● TRY IT
For this exercise, restate word for word only the lines from the first line of the data to the line containing "pub struct SdkConfig".

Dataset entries
use std::fmt;

use serde::Deserialize;

/// Default modulus of the per-session asset sequence number.
pub const DEFAULT_SEQUENCE_BOUND: u32 = 1_000_000;

fn default_sequence_bound() -> u32 {
    DEFAULT_SEQUENCE_BOUND
}

/// Settings for an [`crate::Sdk`].
///
/// Loading these from files or the environment is left to the caller; the
/// struct only derives `Deserialize`. `Debug` never prints the private key.
#[derive(Clone, PartialEq, Eq, Deserialize)]
pub struct SdkConfig {
    /// Base URL of the REST API the prepared bodies are sent to.
    pub base_url: String,
    /// Hex private key, `0x` optional. Keys shorter than 32 bytes are left-padded.
    pub private_key: String,
    /// Sequence numbers run from 1 and wrap to 0 at this bound.
    #[serde(default = "default_sequence_bound")]
    pub sequence_bound: u32,
    /// Access level given to events that do not set one.
    #[serde(default)]
    pub default_access_level: u32,
}

impl SdkConfig {
    /// Config with default sequence bound and access level.
    pub fn new(base_url: impl Into<String>, private_key: impl Into<String>) -> Self {
        Self {
            base_url: base_url.into(),
            private_key: private_key.into(),
            sequence_bound: DEFAULT_SEQUENCE_BOUND,
            default_access_level: 0,
        }
    }

    /// Overrides the sequence bound.
    pub fn with_sequence_bound(mut self, bound: u32) -> Self {
        self.sequence_bound = bound;
        self
    }

    /// Overrides the default access level.
    pub fn with_default_access_level(mut self, access_level: u32) -> Self {
        self.default_access_level = access_level;
        self
    }
}

impl fmt::Debug for SdkConfig {
    fn fmt(&self, f: &mut fmt::Formatter<'_>) -> fmt::Result {
        f.debug_struct("SdkConfig")
            .field("base_url", &self.base_url)
            .field("private_key", &"<redacted>")
            .field("sequence_bound", &self.sequence_bound)
            .field("default_access_level", &self.default_access_level)
            .finish()
    }
}
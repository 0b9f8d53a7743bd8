use serde_json::Value;

/// Finds the element at `path`, where each nesting level is separated by `separator`.
///
/// `element_with_path(&body, "content|idData|createdBy", '|')` walks
/// `body.content.idData.createdBy`. Returns `None` as soon as a segment is
/// missing or an intermediate element is not an object.
pub fn element_with_path<'a>(value: &'a Value, path: &str, separator: char) -> Option<&'a Value> {
    path.split(separator)
        .try_fold(value, |current, segment| current.as_object()?.get(segment))
}
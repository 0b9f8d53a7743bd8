//! Recoverable secp256k1 signatures over personal-sign hashes.
//!
//! Signatures are 65 bytes laid out as `r[32] || s[32] || v[1]` and travel as
//! `0x`-prefixed hex. `v` is always `27 + recovery_id` with `recovery_id` in
//! `{0, 1}`; recovery subtracts the same [`RECOVERY_ID_OFFSET`] and rejects any
//! other value. `s` is always low (k256 normalizes on signing and rejects
//! high-`s` on recovery).

use k256::ecdsa::{RecoveryId, Signature, SigningKey, VerifyingKey};
use k256::elliptic_curve::sec1::ToEncodedPoint;
use std::fmt;

use crate::digest::{hash_message, keccak256};
use crate::identifiers::{decode_hex, to_checksum_address, Address, HexSignature};
use crate::validation::ValidationError;

/// Offset added to the recovery id to form the trailing `v` byte.
pub const RECOVERY_ID_OFFSET: u8 = 27;

const SIGNATURE_LENGTH: usize = 65;
const SCALAR_LENGTH: usize = 32;

/// Errors raised while handling keys or signatures.
///
/// [`verify`] swallows all of these and answers `false`.
#[derive(thiserror::Error, Debug)]
pub enum CryptoError {
    /// The private key is not a valid secp256k1 scalar.
    #[error("invalid private key: {0}")]
    InvalidPrivateKey(String),
    /// Hex decoding of a key or signature failed.
    #[error("malformed hex: {0}")]
    MalformedHex(#[from] ValidationError),
    /// Signature is not 65 bytes long.
    #[error("signature must be 65 bytes, got {0}")]
    WrongSignatureLength(usize),
    /// Trailing `v` byte is neither 27 nor 28.
    #[error("invalid recovery byte {0}")]
    InvalidRecoveryId(u8),
    /// Underlying ECDSA failure (scalar out of range, unrecoverable key, ...).
    #[error("ecdsa error: {0}")]
    Ecdsa(#[from] k256::ecdsa::Error),
}

/// Signing capability bound to one private key.
///
/// The key stays in memory for the lifetime of the value and is never
/// formatted; `Debug` only shows the derived address.
#[derive(Clone)]
pub struct Signer {
    key: SigningKey,
    address: Address,
}

impl Signer {
    /// Builds a signer from big-endian key bytes, left-padding keys shorter than 32 bytes.
    pub fn from_bytes(bytes: &[u8]) -> Result<Self, CryptoError> {
        if bytes.len() > SCALAR_LENGTH {
            return Err(CryptoError::InvalidPrivateKey(format!(
                "{} bytes is longer than {SCALAR_LENGTH}",
                bytes.len()
            )));
        }
        let mut padded = [0u8; SCALAR_LENGTH];
        padded[SCALAR_LENGTH - bytes.len()..].copy_from_slice(bytes);

        let key = SigningKey::from_slice(&padded)
            .map_err(|e| CryptoError::InvalidPrivateKey(e.to_string()))?;
        let address = address_of(key.verifying_key());
        Ok(Self { key, address })
    }

    /// Builds a signer from a hex private key, `0x` prefix optional.
    pub fn from_hex(private_key: &str) -> Result<Self, CryptoError> {
        let bytes = decode_hex("private_key", private_key)?;
        Self::from_bytes(&bytes)
    }

    /// Checksum address derived from the public key.
    pub fn address(&self) -> &Address {
        &self.address
    }

    /// Signs the personal-sign hash of `message`.
    pub fn sign(&self, message: &str) -> Result<HexSignature, CryptoError> {
        let hash = hash_message(message);
        let (signature, recovery_id) = self.key.sign_prehash_recoverable(&hash)?;

        let mut rsv = [0u8; SIGNATURE_LENGTH];
        rsv[..2 * SCALAR_LENGTH].copy_from_slice(&signature.to_bytes());
        rsv[2 * SCALAR_LENGTH] = RECOVERY_ID_OFFSET + recovery_id.to_byte();
        Ok(HexSignature::from_bytes(&rsv))
    }
}

impl fmt::Debug for Signer {
    fn fmt(&self, f: &mut fmt::Formatter<'_>) -> fmt::Result {
        f.debug_struct("Signer")
            .field("address", &self.address)
            .field("key", &"<redacted>")
            .finish()
    }
}

/// Recovers the checksum address that produced `signature` over `message`.
pub fn recover_address(message: &str, signature: &str) -> Result<Address, CryptoError> {
    let bytes = decode_hex("signature", signature)?;
    if bytes.len() != SIGNATURE_LENGTH {
        return Err(CryptoError::WrongSignatureLength(bytes.len()));
    }

    let v = bytes[2 * SCALAR_LENGTH];
    let recovery_id = match v {
        27 | 28 => RecoveryId::from_byte(v - RECOVERY_ID_OFFSET),
        _ => None,
    }
    .ok_or(CryptoError::InvalidRecoveryId(v))?;

    let rs = Signature::from_slice(&bytes[..2 * SCALAR_LENGTH])?;
    let hash = hash_message(message);
    let key = VerifyingKey::recover_from_prehash(&hash, &rs, recovery_id)?;
    Ok(address_of(&key))
}

/// Returns true when `signature` over `message` recovers to exactly `claimed`.
///
/// Defined for every input: malformed hex, short signatures and bad recovery
/// bytes all yield `false`.
pub fn verify(message: &str, claimed: &str, signature: &str) -> bool {
    match recover_address(message, signature) {
        Ok(recovered) => recovered.as_str() == claimed,
        Err(err) => {
            tracing::debug!(error = %err, "signature recovery failed");
            false
        }
    }
}

fn address_of(key: &VerifyingKey) -> Address {
    let point = key.as_affine().to_encoded_point(false);
    // Uncompressed SEC1: 0x04 || x || y
    let hash = keccak256(&point.as_bytes()[1..]);

    let mut raw = [0u8; 20];
    raw.copy_from_slice(&hash[12..]);
    to_checksum_address(&raw)
}
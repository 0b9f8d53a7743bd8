use ambrosus_canonical::{canonical_string, canonicalize, hash_hex, verify, Signer};
use proptest::prelude::*;
use serde_json::{Map, Value};

fn arb_json() -> impl Strategy<Value = Value> {
    let leaf = prop_oneof![
        Just(Value::Null),
        any::<bool>().prop_map(Value::Bool),
        any::<i64>().prop_map(Value::from),
        (-1.0e6f64..1.0e6).prop_map(Value::from),
        "[a-zA-Z0-9 ]{0,8}".prop_map(Value::String),
    ];
    leaf.prop_recursive(4, 48, 6, |inner| {
        prop_oneof![
            prop::collection::vec(inner.clone(), 0..6).prop_map(Value::Array),
            prop::collection::vec(("[a-zA-Z_]{1,6}", inner), 0..6).prop_map(|entries| {
                Value::Object(entries.into_iter().collect::<Map<String, Value>>())
            }),
        ]
    })
}

/// Rebuilds every object with its keys rotated by `shift`, leaving arrays in place.
fn rotate_keys(value: &Value, shift: usize) -> Value {
    match value {
        Value::Object(map) => {
            let mut entries: Vec<(&String, &Value)> = map.iter().collect();
            if !entries.is_empty() {
                let len = entries.len();
                entries.rotate_left(shift % len);
            }
            Value::Object(
                entries
                    .into_iter()
                    .rev()
                    .map(|(k, v)| (k.clone(), rotate_keys(v, shift)))
                    .collect(),
            )
        }
        Value::Array(items) => Value::Array(items.iter().map(|v| rotate_keys(v, shift)).collect()),
        other => other.clone(),
    }
}

fn arb_signer() -> impl Strategy<Value = Signer> {
    prop::array::uniform32(any::<u8>())
        .prop_filter_map("not a valid secp256k1 scalar", |bytes| Signer::from_bytes(&bytes).ok())
}

proptest! {
    #[test]
    fn canonicalize_is_idempotent(value in arb_json()) {
        let once = canonicalize(&value);
        prop_assert_eq!(canonical_string(&once), canonical_string(&canonicalize(&once)));
    }

    #[test]
    fn canonical_form_ignores_key_order(value in arb_json(), shift in 0usize..8) {
        let permuted = rotate_keys(&value, shift);
        prop_assert_eq!(canonical_string(&value), canonical_string(&permuted));
    }

    #[test]
    fn array_order_is_significant(a in "[a-z]{1,4}", b in "[A-Z]{1,4}") {
        let forward = Value::Array(vec![Value::String(a.clone()), Value::String(b.clone())]);
        let backward = Value::Array(vec![Value::String(b), Value::String(a)]);
        prop_assert_ne!(hash_hex(&canonical_string(&forward)), hash_hex(&canonical_string(&backward)));
    }
}

proptest! {
    #![proptest_config(ProptestConfig::with_cases(24))]

    #[test]
    fn signatures_verify_against_signer_address(signer in arb_signer(), message in ".{0,64}") {
        let signature = signer.sign(&message).unwrap();
        prop_assert!(verify(&message, signer.address().as_str(), signature.as_str()));
    }

    #[test]
    fn flipping_a_byte_breaks_verification(
        signer in arb_signer(),
        message in "[ -~]{1,32}",
        position in 0usize..65,
        mask in 1u8..=255,
    ) {
        let signature = signer.sign(&message).unwrap();
        let mut bytes = signature.to_bytes().unwrap();
        bytes[position] ^= mask;
        let tampered = format!("0x{}", hex::encode(&bytes));
        prop_assert!(!verify(&message, signer.address().as_str(), &tampered));
    }

    #[test]
    fn changing_the_message_breaks_verification(signer in arb_signer(), message in "[ -~]{1,32}") {
        let signature = signer.sign(&message).unwrap();
        let altered = format!("{message}.");
        prop_assert!(!verify(&altered, signer.address().as_str(), signature.as_str()));
    }
}
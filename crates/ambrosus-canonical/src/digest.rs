//! Message hashing with the Ethereum personal-sign preamble.
//!
//! A message `m` hashes to `keccak256("\x19Ethereum Signed Message:\n" || len(m) || m)`
//! where `len(m)` is the decimal UTF-8 byte length of `m`. Data hashes and
//! signatures over canonical JSON both go through [`hash_message`].

use sha3::{Digest as Sha3Digest, Keccak256};

use crate::identifiers::HexDigest;

/// Preamble prepended to every message before hashing.
pub const ETH_PREAMBLE: &str = "\u{0019}Ethereum Signed Message:\n";

/// Plain Keccak256 over raw bytes.
pub fn keccak256(bytes: &[u8]) -> [u8; 32] {
    Keccak256::digest(bytes).into()
}

/// Personal-sign hash of `message`.
///
/// # Example
///
/// ```rust
/// use ambrosus_canonical::hash_hex;
///
/// assert_eq!(
///     hash_hex("Test message").as_ref(),
///     "0xd81bbffb92157b72ceae3da72eb8224976ba42a49621822789edb0735a0e0395"
/// );
/// ```
pub fn hash_message(message: &str) -> [u8; 32] {
    let mut hasher = Keccak256::new();
    hasher.update(ETH_PREAMBLE.as_bytes());
    hasher.update(message.len().to_string().as_bytes());
    hasher.update(message.as_bytes());
    hasher.finalize().into()
}

/// Personal-sign hash of `message` as lowercase `0x`-prefixed hex.
pub fn hash_hex(message: &str) -> HexDigest {
    HexDigest::from_bytes(&hash_message(message))
}

/// Returns true when `candidate` is exactly the hex hash of `message`.
pub fn hash_matches(message: &str, candidate: &str) -> bool {
    hash_hex(message).as_ref() == candidate
}
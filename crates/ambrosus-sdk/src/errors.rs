use thiserror::Error;

/// Errors surfaced by [`crate::Sdk`].
#[derive(Error, Debug)]
pub enum SdkError {
    /// The configured private key is unusable, or signing failed.
    #[error("crypto error: {0}")]
    Crypto(#[from] ambrosus_canonical::CryptoError),
    /// The configuration is inconsistent.
    #[error("invalid configuration: {0}")]
    Config(String),
    /// A builder precondition was violated.
    #[error("build error: {0}")]
    Build(#[from] ambrosus_core::BuildError),
    /// Wire encoding failed.
    #[error("wire error: {0}")]
    Wire(#[from] ambrosus_core::WireError),
}
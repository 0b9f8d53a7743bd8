use ambrosus_canonical::{
    canonical_string, canonicalize, verify, Address, CryptoError, HexSignature, Signer,
};
use base64::engine::general_purpose::STANDARD;
use base64::Engine;
use serde::{Deserialize, Serialize};
use serde_json::Value;

use crate::errors::WireError;
use crate::wire::compute_signature;

#[derive(Debug, Clone, PartialEq, Eq, Serialize, Deserialize)]
#[serde(rename_all = "camelCase")]
struct TokenIdData {
    created_by: Address,
    valid_until: u64,
}

#[derive(Debug, Clone, PartialEq, Eq, Serialize, Deserialize)]
#[serde(rename_all = "camelCase")]
struct TokenBody {
    id_data: TokenIdData,
    signature: HexSignature,
}

/// Self-signed access token: `{ idData: { createdBy, validUntil }, signature }`,
/// carried as standard base64 of its canonical JSON.
#[derive(Debug, Clone, PartialEq, Eq)]
pub struct GroupToken {
    body: TokenBody,
}

impl GroupToken {
    /// Signs a token for the signer's address, valid until `valid_until` (unix seconds).
    pub fn create(signer: &Signer, valid_until: u64) -> Result<Self, CryptoError> {
        let id_data = TokenIdData {
            created_by: signer.address().clone(),
            valid_until,
        };
        let signature = compute_signature(&id_data_value(&id_data), signer)?;
        Ok(Self {
            body: TokenBody { id_data, signature },
        })
    }

    /// Address that signed the token.
    pub fn created_by(&self) -> &Address {
        &self.body.id_data.created_by
    }

    /// Expiry, unix seconds.
    pub fn valid_until(&self) -> u64 {
        self.body.id_data.valid_until
    }

    /// Signature over the canonical `idData`.
    pub fn signature(&self) -> &HexSignature {
        &self.body.signature
    }

    /// Canonical JSON form.
    pub fn to_json(&self) -> Value {
        canonicalize(&serde_json::json!({
            "idData": id_data_value(&self.body.id_data),
            "signature": self.body.signature,
        }))
    }

    /// Base64 text sent as the token.
    pub fn encode(&self) -> String {
        STANDARD.encode(self.to_json().to_string())
    }

    /// Parses token text produced by [`GroupToken::encode`].
    ///
    /// The signature is not checked; call [`GroupToken::verify`].
    pub fn decode(token: &str) -> Result<Self, WireError> {
        let bytes = STANDARD.decode(token.trim())?;
        let body: TokenBody = serde_json::from_slice(&bytes)?;
        Ok(Self { body })
    }

    /// Whether the signature recovers to `createdBy`.
    pub fn verify(&self) -> bool {
        verify(
            &canonical_string(&id_data_value(&self.body.id_data)),
            self.body.id_data.created_by.as_str(),
            self.body.signature.as_str(),
        )
    }

    /// Whether the token has expired at `now` (unix seconds).
    pub fn is_expired_at(&self, now: u64) -> bool {
        now > self.body.id_data.valid_until
    }
}

fn id_data_value(id_data: &TokenIdData) -> Value {
    serde_json::json!({
        "createdBy": id_data.created_by,
        "validUntil": id_data.valid_until,
    })
}

#[cfg(test)]
mod tests {
    use super::*;

    fn make_signer() -> Signer {
        Signer::from_hex("0x0123456789abcdef0123456789abcdef0123456789abcdef0123456789abcdef")
            .unwrap()
    }

    #[test]
    fn encoded_token_decodes_and_verifies() {
        let token = GroupToken::create(&make_signer(), 1_700_000_000).unwrap();
        let decoded = GroupToken::decode(&token.encode()).unwrap();
        assert_eq!(decoded, token);
        assert!(decoded.verify());
        assert!(!decoded.is_expired_at(1_700_000_000));
        assert!(decoded.is_expired_at(1_700_000_001));
    }

    #[test]
    fn token_json_is_canonical() {
        let token = GroupToken::create(&make_signer(), 5).unwrap();
        let text = token.to_json().to_string();
        assert!(text.starts_with(r#"{"idData":{"createdBy":"0x"#));
        assert!(text.contains(r#","validUntil":5},"signature":"0x"#));
    }

    #[test]
    fn extending_validity_breaks_the_signature() {
        let token = GroupToken::create(&make_signer(), 5).unwrap();
        let mut forged = token.clone();
        forged.body.id_data.valid_until = 500;
        assert!(!forged.verify());
    }

    #[test]
    fn garbage_is_rejected() {
        assert!(matches!(GroupToken::decode("***"), Err(WireError::Base64(_))));
        let not_json = STANDARD.encode("hello");
        assert!(matches!(GroupToken::decode(&not_json), Err(WireError::Json(_))));
    }
}
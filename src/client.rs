//! Client entry point for the Browser Use API.
//!
//! Keep the public surface small: build a [`BrowserUseClient`] once, then reach
//! task operations through [`BrowserUseClient::tasks`].

pub mod builder;
pub mod config;
pub mod core;

pub use builder::BrowserUseClientBuilder;
pub use config::{ClientConfig, DEFAULT_BASE_URL, DEFAULT_HTTP_TIMEOUT};
pub use core::BrowserUseClient;
//! # browser-use-sdk
//!
//! Typed async client for the Browser Use cloud task API.
//!
//! Submit natural-language browsing tasks, wait for them to finish, and read
//! back their step-by-step traces, outputs, and log download links.
//!
//! ## Quick Start
//!
//! ```rust,no_run
//! use browser_use_sdk::prelude::*;
//!
//! #[tokio::main]
//! async fn main() -> browser_use_sdk::Result<()> {
//!     // Reads BROWSER_USE_API_KEY when no key is given explicitly.
//!     let client = BrowserUseClient::from_env()?;
//!
//!     let task = client
//!         .tasks()
//!         .create_task(&CreateTaskRequest::new(
//!             "Search for the top 10 Hacker News posts and return the title and url.",
//!         ))
//!         .await?;
//!
//!     let result = task.complete(CompleteOptions::default()).await?;
//!     println!("{:?}: {}", result.status, result.output.unwrap_or_default());
//!     Ok(())
//! }
//! ```
//!
//! ## Errors
//!
//! Every operation returns [`Result`]. [`Error`] tells apart configuration
//! problems, transport failures (no clean answer), API errors (the server said
//! no), undecodable bodies, and poller timeouts/cancellation. Nothing is retried
//! automatically.
//!
//! ## Module Organization
//!
//! | Module | Description |
//! |--------|-------------|
//! | [`client`] | Client, builder, and resolved configuration |
//! | [`tasks`] | Task requests/responses, handles, listing, completion polling |
//! | [`transport`] | Single-request HTTP transport |
//! | [`error`] | Error type and status predicates |
//! | [`error_code`] | Known API status codes and their fallback messages |

pub mod client;
pub mod error;
pub mod error_code;
pub mod prelude;
pub mod tasks;
pub mod transport;

pub use client::{BrowserUseClient, BrowserUseClientBuilder, ClientConfig};
pub use error::{
    is_bad_request, is_not_found, is_rate_limit_error, is_validation_error, ApiError, Error,
    ErrorContext,
};
pub use tasks::{CompleteOptions, CreateTaskRequest, ListTasksOptions, Task, TaskStatus, TaskView};

/// Result type alias for the library
pub type Result<T> = std::result::Result<T, Error>;

/// Re-exported so callers can build [`CompleteOptions::cancel_token`] tokens
/// without depending on `tokio-util` directly.
pub use tokio_util::sync::CancellationToken;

● SOLUTION
use std::fmt;

use serde::Deserialize;

/// Default modulus of the per-session asset sequence number.
pub const DEFAULT_SEQUENCE_BOUND: u32 = 1_000_000;

fn default_sequence_bound() -> u32 {
    DEFAULT_SEQUENCE_BOUND
}

/// Settings for an [`crate::Sdk`].
///
/// Loading these from files or the environment is left to the caller; the
/// struct only derives `Deserialize`. `Debug` never prints the private key.
#[derive(Clone, PartialEq, Eq, Deserialize)]
pub struct SdkConfig {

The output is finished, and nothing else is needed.